El inglés es el idioma de control de esta página. En la medida en que haya algún conflicto entre la traducción al inglés y la traducción, el inglés prevalece.

Al hacer clic en el enlace de traducción se activa un servicio de traducción gratuito para convertir la página al español. Al igual que con cualquier traducción por Internet, la conversión no es sensible al contexto y puede que no traduzca el texto en su significado original. NC State Extension no garantiza la exactitud del texto traducido. Por favor, tenga en cuenta que algunas aplicaciones y/o servicios pueden no funcionar como se espera cuando se traducen.

English is the controlling language of this page. To the extent there is any conflict between the English text and the translation, English controls.

Clicking on the translation link activates a free translation service to convert the page to Spanish. As with any Internet translation, the conversion is not context-sensitive and may not translate the text to its original meaning. NC State Extension does not guarantee the accuracy of the translated text. Please note that some applications and/or services may not function as expected when translated.

Collapse ▲

Pinkeye or infectious boveine keratoconjunctivitis was first diagnosed in 1889, and remains an economically important disease in cattle today. Caused by the bacterium, Moraxella bovis, with the source the eyes of carrier cattle. The carriers do not necessarily exhibit symptoms but serve as the source of bacteria for the rest of the herd. Face flies are the most prominent vector in the spread of pinkeye. The greater amount of face flies, the higher the risk of pinkeye. Calves are more likely to be infected than adults. Calves born to heifers have more problems than those born to mature cows. Weather conditions may affect the amount of ultraviolet light the animal’s eyes are exposed to. Summer and fall are the height of infection, due to increased light intensity and fly populations. Wind, dust and pollen irritate eyes, making pinkeye more likely. Vaccinating cattle with IBR virus or any modified live vaccine during fly season, may result in increased susceptibility to pinkeye.

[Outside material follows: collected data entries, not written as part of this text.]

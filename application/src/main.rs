use std::{
    io,
    sync::OnceLock,
    time,
};

use application::{api, Args, Config};
use axum::{extract::MatchedPath, Extension};
use service::{infra::Store, Service};
use tokio::net::TcpListener;
use tower_http::{cors::CorsLayer, trace::TraceLayer};
use tracing as log;
use tracing_subscriber::{
    filter::filter_fn,
    layer::{Layer as _, SubscriberExt as _},
    util::SubscriberInitExt as _,
};

const STDERR_LEVELS: &[log::Level] = &[log::Level::WARN, log::Level::ERROR];

static LOG_LEVEL: OnceLock<log::Level> = OnceLock::new();

#[tokio::main]
async fn main() {
    tracing_subscriber::registry()
        .with(
            tracing_subscriber::fmt::layer()
                .compact()
                .with_ansi(true)
                .with_thread_names(true)
                .with_writer(io::stdout)
                .with_filter(filter_fn(|meta| {
                    meta.is_span()
                        || (!STDERR_LEVELS.contains(meta.level()))
                            && LOG_LEVEL
                                .get()
                                .copied()
                                .unwrap_or(log::Level::INFO)
                                >= *meta.level()
                })),
        )
        .with(
            tracing_subscriber::fmt::layer()
                .compact()
                .with_ansi(true)
                .with_thread_names(true)
                .with_writer(io::stderr)
                .with_filter(filter_fn(|meta| {
                    meta.is_span()
                        || (STDERR_LEVELS.contains(meta.level()))
                            && LOG_LEVEL
                                .get()
                                .copied()
                                .unwrap_or(log::Level::INFO)
                                >= *meta.level()
                })),
        )
        .init();

    _ = start().await;
}

async fn start() -> Result<(), ()> {
    let Args { config } = Args::parse().map_err(|e| {
        log::error!("failed to parse command line arguments: {e}");
    })?;

    let Config {
        server,
        service,
        storage,
        log,
    } = Config::new(config).map_err(|e| {
        log::error!("failed to load `Config`: {e}");
    })?;

    LOG_LEVEL
        .set(log.level.into())
        .unwrap_or_else(|_| unreachable!("first initialization"));

    let store = Store::open(storage.path).await.map_err(|e| {
        log::error!("failed to open `Store`: {e}");
    })?;

    let service = Service::new(service.into(), store);

    let mut cors = CorsLayer::new()
        .allow_methods([
            http::Method::DELETE,
            http::Method::GET,
            http::Method::OPTIONS,
            http::Method::PATCH,
            http::Method::POST,
        ])
        .allow_headers([
            http::header::AUTHORIZATION,
            http::header::CONTENT_TYPE,
        ]);
    for origin in server.cors.origins {
        cors = cors.allow_origin(
            origin.parse::<http::header::HeaderValue>().map_err(|e| {
                log::error!("`{origin}` is not current CORS origin: {e}");
            })?,
        );
    }

    let app = api::router()
        .layer(Extension(service))
        .layer(cors)
        .layer(
            TraceLayer::new_for_http()
                .make_span_with(|r: &http::Request<_>| {
                    tracing::info_span!(
                        "HTTP request",
                        http.flavor = ?r.version(),
                        http.host = r.uri().host(),
                        http.method = r.method().as_str(),
                        http.route = r
                            .extensions()
                            .get::<MatchedPath>()
                            .map(MatchedPath::as_str),
                        http.scheme = r
                            .uri()
                            .scheme()
                            .map(http::uri::Scheme::as_str),
                        http.target = r
                            .uri()
                            .path_and_query()
                            .map(http::uri::PathAndQuery::as_str),
                        http.user_agent = r
                            .headers()
                            .get("User-Agent")
                            .and_then(|h| h.to_str().ok()),
                        http.status_code = tracing::field::Empty,
                    )
                })
                .on_response(
                    |r: &http::Response<_>,
                     dur: time::Duration,
                     span: &tracing::Span| {
                        span.record(
                            "http.status_code",
                            tracing::field::display(r.status().as_u16()),
                        );

                        if r.status().is_server_error()
                            || r.status().is_client_error()
                        {
                            tracing::error!(
                                duration = format!("{}ms", dur.as_millis()),
                            );
                        } else {
                            tracing::info!(
                                duration = format!("{}ms", dur.as_millis()),
                            );
                        }
                    },
                ),
        );

    let listener = TcpListener::bind((server.host.clone(), server.port))
        .await
        .map_err(|e| {
            log::error!(
                "failed to listen on `{}:{}`: {e}",
                server.host,
                server.port,
            );
        })?;

    log::info!("listening on `{}:{}`", server.host, server.port);

    axum::serve(listener, app).await.map_err(|e| {
        log::error!("webserver failed: {e}");
    })
}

Excessive tearing of the eyes and squinting to sunlight is the first sign, and when treatment should start to be most effective. Within 24 to 48 hrs an ulcer will appear, and if left untreated, severe scarring, and ultimately blindness can result.

Long acting tetracyclines are the only labeled treatments for pinkeye. One injection of this product will generally result in fast healing, however, 2 injections are better, as they reduce bacterial load in the eye, limiting the spread of bacteria. Glue on eye patches are also useful, as they protect the infected eyes from sunlight, dust and fly travel, and will fall off on their eye in about 10 days.